#### What you will do
Word for word, restate the entries below from their first line through the line that contains "for ordered processing.".

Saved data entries
= = = = = = =

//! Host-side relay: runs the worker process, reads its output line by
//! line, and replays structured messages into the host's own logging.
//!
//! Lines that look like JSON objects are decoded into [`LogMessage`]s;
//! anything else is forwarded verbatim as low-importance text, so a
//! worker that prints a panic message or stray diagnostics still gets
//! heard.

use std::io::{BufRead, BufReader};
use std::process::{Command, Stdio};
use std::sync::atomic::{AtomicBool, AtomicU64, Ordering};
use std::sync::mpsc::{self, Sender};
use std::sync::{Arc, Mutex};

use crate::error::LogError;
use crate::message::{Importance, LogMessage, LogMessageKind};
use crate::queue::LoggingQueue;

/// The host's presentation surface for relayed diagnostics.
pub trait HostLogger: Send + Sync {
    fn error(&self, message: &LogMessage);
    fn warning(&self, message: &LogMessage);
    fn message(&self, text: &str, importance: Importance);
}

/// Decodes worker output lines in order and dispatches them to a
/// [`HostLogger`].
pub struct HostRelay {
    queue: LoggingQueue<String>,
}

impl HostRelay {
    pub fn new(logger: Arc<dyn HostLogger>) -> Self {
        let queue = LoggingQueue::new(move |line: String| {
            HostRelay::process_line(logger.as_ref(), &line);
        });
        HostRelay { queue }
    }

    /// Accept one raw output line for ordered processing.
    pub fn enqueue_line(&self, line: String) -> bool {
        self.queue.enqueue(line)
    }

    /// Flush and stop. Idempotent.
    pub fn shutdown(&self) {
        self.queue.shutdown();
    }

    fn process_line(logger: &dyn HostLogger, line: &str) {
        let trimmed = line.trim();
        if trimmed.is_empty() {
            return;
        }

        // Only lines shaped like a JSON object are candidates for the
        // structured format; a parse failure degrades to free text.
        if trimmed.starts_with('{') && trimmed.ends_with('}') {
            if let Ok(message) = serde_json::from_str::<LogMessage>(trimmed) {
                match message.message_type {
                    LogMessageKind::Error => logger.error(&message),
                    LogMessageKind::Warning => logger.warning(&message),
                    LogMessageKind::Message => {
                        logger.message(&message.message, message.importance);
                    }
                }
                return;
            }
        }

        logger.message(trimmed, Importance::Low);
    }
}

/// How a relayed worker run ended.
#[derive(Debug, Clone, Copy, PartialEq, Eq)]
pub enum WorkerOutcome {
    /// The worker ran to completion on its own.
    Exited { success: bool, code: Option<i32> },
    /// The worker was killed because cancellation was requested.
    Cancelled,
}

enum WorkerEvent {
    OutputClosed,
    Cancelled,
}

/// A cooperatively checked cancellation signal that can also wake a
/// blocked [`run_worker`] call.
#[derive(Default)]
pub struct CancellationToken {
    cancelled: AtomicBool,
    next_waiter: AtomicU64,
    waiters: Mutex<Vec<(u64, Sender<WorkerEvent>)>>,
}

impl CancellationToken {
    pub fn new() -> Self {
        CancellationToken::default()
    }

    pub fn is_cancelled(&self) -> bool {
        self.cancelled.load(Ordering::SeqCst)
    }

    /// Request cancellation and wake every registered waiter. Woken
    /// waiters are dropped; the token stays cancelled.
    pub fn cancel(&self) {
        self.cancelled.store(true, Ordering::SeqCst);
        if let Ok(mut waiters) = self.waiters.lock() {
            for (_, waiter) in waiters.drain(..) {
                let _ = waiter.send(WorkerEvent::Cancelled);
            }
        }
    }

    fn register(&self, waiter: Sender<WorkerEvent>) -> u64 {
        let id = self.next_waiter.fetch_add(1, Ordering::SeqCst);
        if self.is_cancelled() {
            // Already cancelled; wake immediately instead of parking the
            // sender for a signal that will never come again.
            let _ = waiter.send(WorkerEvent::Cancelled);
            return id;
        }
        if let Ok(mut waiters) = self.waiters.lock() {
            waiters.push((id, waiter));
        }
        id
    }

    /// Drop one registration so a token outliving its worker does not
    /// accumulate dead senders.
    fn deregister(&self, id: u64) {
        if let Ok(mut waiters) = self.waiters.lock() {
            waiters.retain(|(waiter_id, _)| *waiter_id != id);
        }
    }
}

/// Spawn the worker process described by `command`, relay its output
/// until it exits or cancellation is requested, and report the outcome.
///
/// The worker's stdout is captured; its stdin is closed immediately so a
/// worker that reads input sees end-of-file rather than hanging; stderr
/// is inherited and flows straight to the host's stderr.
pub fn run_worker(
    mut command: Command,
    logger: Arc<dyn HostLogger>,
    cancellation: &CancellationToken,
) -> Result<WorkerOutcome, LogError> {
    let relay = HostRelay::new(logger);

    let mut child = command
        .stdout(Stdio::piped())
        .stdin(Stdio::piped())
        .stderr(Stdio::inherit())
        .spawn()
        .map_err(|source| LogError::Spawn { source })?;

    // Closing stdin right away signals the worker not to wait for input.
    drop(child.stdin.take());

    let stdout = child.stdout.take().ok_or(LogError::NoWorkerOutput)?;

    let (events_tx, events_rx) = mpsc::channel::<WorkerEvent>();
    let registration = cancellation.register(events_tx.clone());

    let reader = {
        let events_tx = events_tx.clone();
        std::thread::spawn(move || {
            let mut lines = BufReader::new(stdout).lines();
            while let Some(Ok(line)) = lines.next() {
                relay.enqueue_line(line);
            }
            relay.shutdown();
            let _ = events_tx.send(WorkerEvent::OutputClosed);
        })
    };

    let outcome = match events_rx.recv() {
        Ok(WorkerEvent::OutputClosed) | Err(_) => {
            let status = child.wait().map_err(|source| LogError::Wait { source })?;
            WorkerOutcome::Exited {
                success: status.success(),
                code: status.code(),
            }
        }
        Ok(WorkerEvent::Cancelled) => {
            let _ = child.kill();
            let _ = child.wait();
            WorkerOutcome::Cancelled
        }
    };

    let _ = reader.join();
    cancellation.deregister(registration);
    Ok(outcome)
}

= = = = = = =

#### Finished exercise
//! Host-side relay: runs the worker process, reads its output line by
//! line, and replays structured messages into the host's own logging.
//!
//! Lines that look like JSON objects are decoded into [`LogMessage`]s;
//! anything else is forwarded verbatim as low-importance text, so a
//! worker that prints a panic message or stray diagnostics still gets
//! heard.

use std::io::{BufRead, BufReader};
use std::process::{Command, Stdio};
use std::sync::atomic::{AtomicBool, AtomicU64, Ordering};
use std::sync::mpsc::{self, Sender};
use std::sync::{Arc, Mutex};

use crate::error::LogError;
use crate::message::{Importance, LogMessage, LogMessageKind};
use crate::queue::LoggingQueue;

/// The host's presentation surface for relayed diagnostics.
pub trait HostLogger: Send + Sync {
    fn error(&self, message: &LogMessage);
    fn warning(&self, message: &LogMessage);
    fn message(&self, text: &str, importance: Importance);
}

/// Decodes worker output lines in order and dispatches them to a
/// [`HostLogger`].
pub struct HostRelay {
    queue: LoggingQueue<String>,
}

impl HostRelay {
    pub fn new(logger: Arc<dyn HostLogger>) -> Self {
        let queue = LoggingQueue::new(move |line: String| {
            HostRelay::process_line(logger.as_ref(), &line);
        });
        HostRelay { queue }
    }

    /// Accept one raw output line for ordered processing.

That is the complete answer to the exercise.